Rates of some newly diagnosed Cancers increased with higher Vitamin D (217,000 Danes) – Jan 2019

Vitamin D levels and Cancer Incidence in 217.244 individuals from Primary Health Care in Denmark

International Journal of Cancer, https://doi.org/10.1002/ijc.32105
Fie Juhl Vojdeman PhD Christian Medom Madsen MD Kirsten Frederiksen PhD Darshana Durup PhD Anja Olsen PhD Louise Hansen PhD …


Wonder why a few cancers show increased rates with higher levels of vitamin D
They excluded those people who already had (some form of) Cancer.
Is this exclusion a clue?

Cancer category starts with the following

Cancers get less Vitamin D when there is a poor Vitamin D Receptor

 Download the Sci-Hub via PDF from VitaminDWiki

The following charts are probably for
  Melanoma, Non-melanoma, Prostate, Hematological, Non-Hodgkin, Lymphoma, Lung
(the figures in the submitted PDF was not clearly labeled)

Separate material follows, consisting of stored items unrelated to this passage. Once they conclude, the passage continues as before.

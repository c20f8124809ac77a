mod filter;
mod form;
mod select;
mod theme;

use crate::model::{Group, Server};
use anyhow::Result;
use crossterm::event::{self, Event, KeyCode, KeyEvent, KeyModifiers};
use crossterm::execute;
use crossterm::terminal::{
    EnterAlternateScreen, LeaveAlternateScreen, disable_raw_mode, enable_raw_mode,
};
use ratatui::Terminal;
use ratatui::backend::CrosstermBackend;
use ratatui::layout::{Constraint, Direction, Layout};
use ratatui::style::{Color, Modifier, Style};
use ratatui::text::{Line, Span, Text};
use ratatui::widgets::{Block, Borders, List, ListItem, ListState, Paragraph};
use std::io;
use std::time::Duration;

pub use form::{Field, FormState};
pub use select::filter_by_group;
use select::SelectState;

const FIELD_LABEL_WIDTH: usize = 6;

/// Runs the interactive selector over `servers`. Returns the chosen server,
/// or `None` when the user quit without selecting.
pub fn run_select(servers: &[Server], groups: &[Group]) -> Result<Option<Server>> {
    let mut state = SelectState::new(servers);
    with_terminal(|terminal| select_loop(terminal, &mut state, groups))
}

/// Runs the add/edit form. Returns the completed server record, or `None`
/// when the user canceled.
pub fn run_form(existing: Option<&Server>, groups: &[Group]) -> Result<Option<Server>> {
    let mut form = FormState::new(existing, groups);
    with_terminal(|terminal| form_loop(terminal, &mut form))
}

fn with_terminal<T>(
    run: impl FnOnce(&mut Terminal<CrosstermBackend<io::Stdout>>) -> Result<T>,
) -> Result<T> {
    enable_raw_mode()?;
    let mut stdout = io::stdout();
    execute!(stdout, EnterAlternateScreen)?;
    let backend = CrosstermBackend::new(stdout);
    let mut terminal = Terminal::new(backend)?;

    let result = run(&mut terminal);

    disable_raw_mode()?;
    execute!(terminal.backend_mut(), LeaveAlternateScreen)?;
    terminal.show_cursor()?;

    result
}

#[derive(PartialEq)]
enum SelectMode {
    Normal,
    Search,
}

fn select_loop<B: ratatui::backend::Backend>(
    terminal: &mut Terminal<B>,
    state: &mut SelectState,
    groups: &[Group],
) -> Result<Option<Server>> {
    let mut mode = SelectMode::Normal;

    loop {
        terminal.draw(|frame| draw_select(frame, state, groups, &mode))?;

        if !event::poll(Duration::from_millis(200))? {
            continue;
        }
        let Event::Key(key) = event::read()? else {
            continue;
        };
        if is_ctrl_c(&key) {
            return Ok(None);
        }

        match mode {
            SelectMode::Normal => match key.code {
                KeyCode::Char('q') | KeyCode::Esc => return Ok(None),
                KeyCode::Enter => return Ok(state.selected_server().cloned()),
                KeyCode::Up | KeyCode::Char('k') => state.move_prev(),
                KeyCode::Down | KeyCode::Char('j') => state.move_next(),
                KeyCode::Char('/') => {
                    state.filter.clear();
                    state.refresh_filter();
                    mode = SelectMode::Search;
                }
                _ => {}
            },
            SelectMode::Search => match key.code {
                KeyCode::Enter | KeyCode::Esc => mode = SelectMode::Normal,
                KeyCode::Backspace => state.backspace(),
                KeyCode::Up => state.move_prev(),
                KeyCode::Down => state.move_next(),
                KeyCode::Char(ch) if !has_modifiers(&key) => state.on_char(ch),
                _ => {}
            },
        }
    }
}

fn draw_select(
    frame: &mut ratatui::Frame,
    state: &SelectState,
    groups: &[Group],
    mode: &SelectMode,
) {
    let chunks = Layout::default()
        .direction(Direction::Vertical)
        .constraints([
            Constraint::Length(3),
            Constraint::Min(3),
            Constraint::Length(1),
        ])
        .split(frame.area());

    let search = Paragraph::new(format!("/{}", state.filter)).block(
        Block::default()
            .borders(Borders::ALL)
            .border_style(Style::default().fg(Color::DarkGray))
            .title("Search"),
    );
    frame.render_widget(search, chunks[0]);
    if *mode == SelectMode::Search {
        let cursor_x = chunks[0].x + 2 + state.filter.len() as u16;
        frame.set_cursor_position((cursor_x, chunks[0].y + 1));
    }

    let items: Vec<ListItem> = state
        .filtered_servers()
        .into_iter()
        .map(|server| ListItem::new(Text::from(vec![title_line(server, groups), desc_line(server)])))
        .collect();

    let list = List::new(items)
        .block(
            Block::default()
                .borders(Borders::ALL)
                .border_style(Style::default().fg(Color::DarkGray))
                .title("Select a server"),
        )
        .highlight_style(Style::default().fg(Color::Blue).add_modifier(Modifier::BOLD))
        .highlight_symbol("> ");

    let mut list_state = ListState::default();
    list_state.select(state.selected_index());
    frame.render_stateful_widget(list, chunks[1], &mut list_state);

    let help = match mode {
        SelectMode::Normal => "j/k move | / search | Enter connect | q quit",
        SelectMode::Search => "Type to filter | Enter/Esc exit search",
    };
    frame.render_widget(
        Paragraph::new(help).style(Style::default().fg(Color::DarkGray)),
        chunks[2],
    );
}

fn title_line(server: &Server, groups: &[Group]) -> Line<'static> {
    let mut spans = Vec::new();
    if !server.group.is_empty() {
        let color = groups
            .iter()
            .find(|group| group.name == server.group)
            .map(|group| theme::group_color(&group.color))
            .unwrap_or(Color::DarkGray);
        spans.push(Span::styled(
            format!(" {} ", server.group),
            Style::default().bg(color).fg(Color::Black),
        ));
        spans.push(Span::raw(" "));
    }
    spans.push(Span::raw(server.name.clone()));
    Line::from(spans)
}

fn desc_line(server: &Server) -> Line<'static> {
    Line::styled(
        format!("  {}", server.description()),
        Style::default().fg(Color::DarkGray),
    )
}

fn form_loop<B: ratatui::backend::Backend>(
    terminal: &mut Terminal<B>,
    form: &mut FormState,
) -> Result<Option<Server>> {
    loop {
        terminal.draw(|frame| draw_form(frame, form))?;

        if !event::poll(Duration::from_millis(200))? {
            continue;
        }
        let Event::Key(key) = event::read()? else {
            continue;
        };
        if is_ctrl_c(&key) {
            form.cancel();
        } else {
            match key.code {
                KeyCode::Esc => form.cancel(),
                KeyCode::Tab | KeyCode::Down => form.advance(),
                KeyCode::BackTab | KeyCode::Up => form.retreat(),
                KeyCode::Enter => form.confirm(),
                KeyCode::Backspace => form.backspace(),
                KeyCode::Char(ch) if !has_modifiers(&key) => form.insert(ch),
                _ => {}
            }
        }

        if form.is_canceled() {
            return Ok(None);
        }
        if form.is_done() {
            return Ok(form.server().cloned());
        }
    }
}

fn draw_form(frame: &mut ratatui::Frame, form: &FormState) {
    let title = if form.is_edit() {
        "Edit Server"
    } else {
        "Add Server"
    };

    let mut lines = Vec::new();
    for field in Field::ALL {
        lines.push(field_line(form, field));
    }

    if let Some(error) = form.error() {
        lines.push(Line::raw(""));
        lines.push(Line::styled(
            format!("Error: {}", error),
            Style::default().fg(Color::Red).add_modifier(Modifier::BOLD),
        ));
    }
    if let Some(warning) = form.warning() {
        lines.push(Line::raw(""));
        lines.push(Line::styled(
            format!("Warning: {}", warning),
            Style::default().fg(Color::Yellow),
        ));
    }

    if form.focused() == Field::Group && !form.groups().is_empty() {
        let names: Vec<&str> = form.groups().iter().map(|g| g.name.as_str()).collect();
        lines.push(Line::raw(""));
        lines.push(Line::styled(
            format!("Available groups: {}", names.join(", ")),
            Style::default().fg(Color::DarkGray),
        ));
    }

    lines.push(Line::raw(""));
    lines.push(Line::styled(
        "Tab/Shift-Tab navigate | Enter next/submit | Esc cancel",
        Style::default().fg(Color::DarkGray),
    ));

    let area = frame.area();
    let block = Block::default()
        .borders(Borders::ALL)
        .border_style(Style::default().fg(Color::DarkGray))
        .title(title);
    frame.render_widget(Paragraph::new(Text::from(lines)).block(block), area);

    let field_index = form.focused().index() as u16;
    let value_len = form.value(form.focused()).len() as u16;
    let cursor_x = area.x + 1 + (FIELD_LABEL_WIDTH + 4) as u16 + value_len;
    let cursor_y = area.y + 1 + field_index;
    frame.set_cursor_position((cursor_x, cursor_y));
}

fn field_line(form: &FormState, field: Field) -> Line<'static> {
    let active = form.focused() == field;
    let marker = if active { ">" } else { " " };
    let value = form.value(field);
    let label = format!(
        "{} {:<width$}: ",
        marker,
        field.label(),
        width = FIELD_LABEL_WIDTH
    );

    if value.is_empty() && !active {
        Line::from(vec![
            Span::raw(label),
            Span::styled(
                field.placeholder().to_string(),
                Style::default().fg(Color::DarkGray),
            ),
        ])
    } else {
        let style = if active {
            Style::default().add_modifier(Modifier::BOLD)
        } else {
            Style::default()
        };
        Line::from(vec![Span::raw(label), Span::styled(value.to_string(), style)])
    }
}

fn is_ctrl_c(key: &KeyEvent) -> bool {
    key.modifiers.contains(KeyModifiers::CONTROL) && key.code == KeyCode::Char('c')
}

fn has_modifiers(key: &KeyEvent) -> bool {
    key.modifiers.contains(KeyModifiers::CONTROL) || key.modifiers.contains(KeyModifiers::ALT)
}
use serde::{Deserialize, Serialize};

fn is_zero(port: &u16) -> bool {
    *port == 0
}

/// A named SSH destination profile.
#[derive(Debug, Clone, Default, Serialize, Deserialize, PartialEq, Eq)]
pub struct Server {
    pub name: String,
    pub host: String,
    #[serde(default, skip_serializing_if = "String::is_empty")]
    pub user: String,
    #[serde(default, skip_serializing_if = "is_zero")]
    pub port: u16,
    #[serde(default, skip_serializing_if = "String::is_empty")]
    pub key: String,
    #[serde(default, skip_serializing_if = "String::is_empty")]
    pub group: String,
}

impl Server {
    /// One-line connection summary: `user@host`, with a `:port` suffix when
    /// the port is explicit and non-standard.
    pub fn description(&self) -> String {
        let mut desc = self.host.clone();
        if !self.user.is_empty() {
            desc = format!("{}@{}", self.user, desc);
        }
        if self.port != 0 && self.port != 22 {
            desc = format!("{}:{}", desc, self.port);
        }
        desc
    }
}

/// A named, colored tag for organizing servers. Purely cosmetic: servers
/// reference a group by name, and the reference is never enforced.
#[derive(Debug, Clone, Default, Serialize, Deserialize, PartialEq, Eq)]
pub struct Group {
    pub name: String,
    #[serde(default, skip_serializing_if = "String::is_empty")]
    pub color: String,
}

/// Fallback connection parameters applied when a server omits them.
#[derive(Debug, Clone, Default, Serialize, Deserialize, PartialEq, Eq)]
pub struct Defaults {
    #[serde(default, skip_serializing_if = "String::is_empty")]
    pub user: String,
    #[serde(default, skip_serializing_if = "is_zero")]
    pub port: u16,
    #[serde(default, skip_serializing_if = "String::is_empty")]
    pub key: String,
}

impl Defaults {
    pub fn is_empty(&self) -> bool {
        self.user.is_empty() && self.port == 0 && self.key.is_empty()
    }
}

Vitamin D has been linked to cancer development in both pre‐clinical and epidemiological studies. This study examines the association between serum levels of vitamin D and cancer incidence in the Capital Region of Denmark. Individuals who had vitamin D analyzed at The Copenhagen General Practitioners Laboratory between April 2004 and January 2010 were linked to Danish registries with end of follow‐up date at Dec 31st 2014, excluding individuals with pre‐existing cancer. Cox regression models adjusted for age in one‐year intervals, sex, month of sampling, and Charlson Comorbidity Index were applied. The study population of 217,244 individuals had a median vitamin D level of 46 nmol/L (IQR 27‐67 nmol/L).
Non‐melanoma skin cancer was the most frequent form of cancer, followed by breast‐, lung‐, and prostate cancers.
No associations were found between increments of 10nmol/L vitamin D and incidence of breast, colorectal, urinary, ovary or corpus uteri cancer.
However, higher levels of vitamin D were associated with higher incidence of

  • non‐melanoma (HR 1.09 [1.09‐1.1]) and
  • melanoma skin cancer (HR 1.1 [1.08‐1.13]) as well as
  • prostate (HR 1.05 [1.03‐1.07]) and
  • hematological cancers (HR 1.03 [1.01‐1.06]),

but with lower incidence of

  • lung cancer (HR 0.95 [0.93‐0.97]).

In this study, vitamin D levels are not associated with the incidence of several major cancer types, but higher levels are significantly associated with a higher incidence of skin, prostate, and hematological cancers as well as a lower incidence of lung cancer. These results do not support an overall protective effect against cancer by vitamin D.